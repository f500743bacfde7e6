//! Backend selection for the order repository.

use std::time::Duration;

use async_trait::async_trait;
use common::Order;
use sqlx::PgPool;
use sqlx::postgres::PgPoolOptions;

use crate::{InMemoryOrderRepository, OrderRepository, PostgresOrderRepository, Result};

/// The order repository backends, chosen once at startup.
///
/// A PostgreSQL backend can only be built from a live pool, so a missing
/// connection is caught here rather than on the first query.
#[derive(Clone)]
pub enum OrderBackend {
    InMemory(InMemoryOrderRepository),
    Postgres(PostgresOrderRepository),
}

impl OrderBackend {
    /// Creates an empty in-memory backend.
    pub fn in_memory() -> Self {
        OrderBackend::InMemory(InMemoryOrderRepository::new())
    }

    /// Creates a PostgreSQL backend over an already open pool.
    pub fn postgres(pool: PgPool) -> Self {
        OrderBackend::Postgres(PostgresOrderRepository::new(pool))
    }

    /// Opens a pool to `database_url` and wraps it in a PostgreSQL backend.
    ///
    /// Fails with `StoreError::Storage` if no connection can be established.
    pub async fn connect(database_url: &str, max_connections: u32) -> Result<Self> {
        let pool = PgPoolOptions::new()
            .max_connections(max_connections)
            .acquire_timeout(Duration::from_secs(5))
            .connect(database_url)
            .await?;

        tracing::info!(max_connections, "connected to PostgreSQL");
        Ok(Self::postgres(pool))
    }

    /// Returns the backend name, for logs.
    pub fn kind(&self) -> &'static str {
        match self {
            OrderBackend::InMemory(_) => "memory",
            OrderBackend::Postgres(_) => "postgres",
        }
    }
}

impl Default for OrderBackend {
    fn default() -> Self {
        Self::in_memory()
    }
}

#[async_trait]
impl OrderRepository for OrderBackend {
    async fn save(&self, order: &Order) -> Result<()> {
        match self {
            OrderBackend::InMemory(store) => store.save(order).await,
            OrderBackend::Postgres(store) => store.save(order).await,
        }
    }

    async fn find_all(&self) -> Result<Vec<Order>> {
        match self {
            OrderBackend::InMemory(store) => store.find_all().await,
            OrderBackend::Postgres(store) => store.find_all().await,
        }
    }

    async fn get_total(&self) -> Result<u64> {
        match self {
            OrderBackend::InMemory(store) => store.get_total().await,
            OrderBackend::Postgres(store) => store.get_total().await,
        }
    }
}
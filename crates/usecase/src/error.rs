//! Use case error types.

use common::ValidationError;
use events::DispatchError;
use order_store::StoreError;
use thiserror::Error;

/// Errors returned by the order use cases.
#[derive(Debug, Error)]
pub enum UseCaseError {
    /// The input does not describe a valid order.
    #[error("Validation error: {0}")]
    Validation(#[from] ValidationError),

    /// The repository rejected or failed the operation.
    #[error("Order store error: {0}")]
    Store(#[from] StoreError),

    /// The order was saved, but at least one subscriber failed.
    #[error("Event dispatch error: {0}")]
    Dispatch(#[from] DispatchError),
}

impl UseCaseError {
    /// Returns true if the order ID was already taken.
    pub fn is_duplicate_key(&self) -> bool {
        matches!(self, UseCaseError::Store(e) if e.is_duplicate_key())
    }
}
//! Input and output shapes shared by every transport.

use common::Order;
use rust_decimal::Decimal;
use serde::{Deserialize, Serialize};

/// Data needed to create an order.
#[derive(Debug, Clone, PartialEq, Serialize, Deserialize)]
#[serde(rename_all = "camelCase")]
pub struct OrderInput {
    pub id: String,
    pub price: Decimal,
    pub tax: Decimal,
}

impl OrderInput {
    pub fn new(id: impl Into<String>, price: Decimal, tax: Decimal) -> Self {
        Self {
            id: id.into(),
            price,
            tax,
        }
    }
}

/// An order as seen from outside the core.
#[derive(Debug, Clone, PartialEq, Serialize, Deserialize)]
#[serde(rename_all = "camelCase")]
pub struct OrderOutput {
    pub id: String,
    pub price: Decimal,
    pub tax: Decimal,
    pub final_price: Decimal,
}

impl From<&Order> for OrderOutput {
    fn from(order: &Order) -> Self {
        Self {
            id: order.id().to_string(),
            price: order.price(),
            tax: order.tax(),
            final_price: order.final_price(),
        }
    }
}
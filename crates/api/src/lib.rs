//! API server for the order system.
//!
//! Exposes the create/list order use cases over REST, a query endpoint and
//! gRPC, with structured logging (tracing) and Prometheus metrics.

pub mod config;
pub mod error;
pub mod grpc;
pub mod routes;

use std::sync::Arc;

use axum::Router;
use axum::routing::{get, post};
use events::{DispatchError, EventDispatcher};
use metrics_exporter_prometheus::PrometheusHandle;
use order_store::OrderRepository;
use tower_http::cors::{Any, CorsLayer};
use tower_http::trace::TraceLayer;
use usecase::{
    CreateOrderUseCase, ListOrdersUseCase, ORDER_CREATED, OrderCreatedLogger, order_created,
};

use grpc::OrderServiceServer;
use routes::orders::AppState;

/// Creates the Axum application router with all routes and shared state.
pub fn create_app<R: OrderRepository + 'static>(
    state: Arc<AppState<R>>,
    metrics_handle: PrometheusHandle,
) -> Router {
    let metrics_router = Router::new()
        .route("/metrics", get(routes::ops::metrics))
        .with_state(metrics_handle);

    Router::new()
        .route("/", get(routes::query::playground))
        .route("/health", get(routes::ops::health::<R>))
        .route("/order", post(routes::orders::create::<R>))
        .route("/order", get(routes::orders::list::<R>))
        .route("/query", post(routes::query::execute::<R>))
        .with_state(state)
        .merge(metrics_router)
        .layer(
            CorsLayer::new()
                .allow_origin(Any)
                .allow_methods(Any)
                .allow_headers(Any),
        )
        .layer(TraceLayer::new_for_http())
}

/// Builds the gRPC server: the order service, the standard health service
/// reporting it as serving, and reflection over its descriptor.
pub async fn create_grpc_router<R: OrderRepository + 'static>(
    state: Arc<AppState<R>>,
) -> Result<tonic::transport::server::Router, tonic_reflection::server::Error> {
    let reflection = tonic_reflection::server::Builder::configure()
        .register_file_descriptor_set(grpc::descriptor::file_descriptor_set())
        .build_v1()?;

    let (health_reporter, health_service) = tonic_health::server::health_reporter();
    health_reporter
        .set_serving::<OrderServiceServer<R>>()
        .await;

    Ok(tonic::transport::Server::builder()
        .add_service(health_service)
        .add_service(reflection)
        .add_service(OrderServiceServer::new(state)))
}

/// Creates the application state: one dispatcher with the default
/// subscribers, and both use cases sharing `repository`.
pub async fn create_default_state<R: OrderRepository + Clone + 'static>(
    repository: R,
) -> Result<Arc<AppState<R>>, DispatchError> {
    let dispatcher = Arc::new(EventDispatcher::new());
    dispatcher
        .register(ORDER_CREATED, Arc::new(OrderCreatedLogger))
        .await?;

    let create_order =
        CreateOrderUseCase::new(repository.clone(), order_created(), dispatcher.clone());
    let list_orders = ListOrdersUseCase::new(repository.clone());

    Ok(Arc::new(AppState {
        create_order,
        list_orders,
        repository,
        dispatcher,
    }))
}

☆ ☆ ☆ ☆ ☆

__EXERCISE OBJECTIVE__.
Scan the material above for lines holding the string "TraceLayer" and copy those lines.

__YOUR SOLUTION__.
use tower_http::trace::TraceLayer;
        .layer(TraceLayer::new_for_http())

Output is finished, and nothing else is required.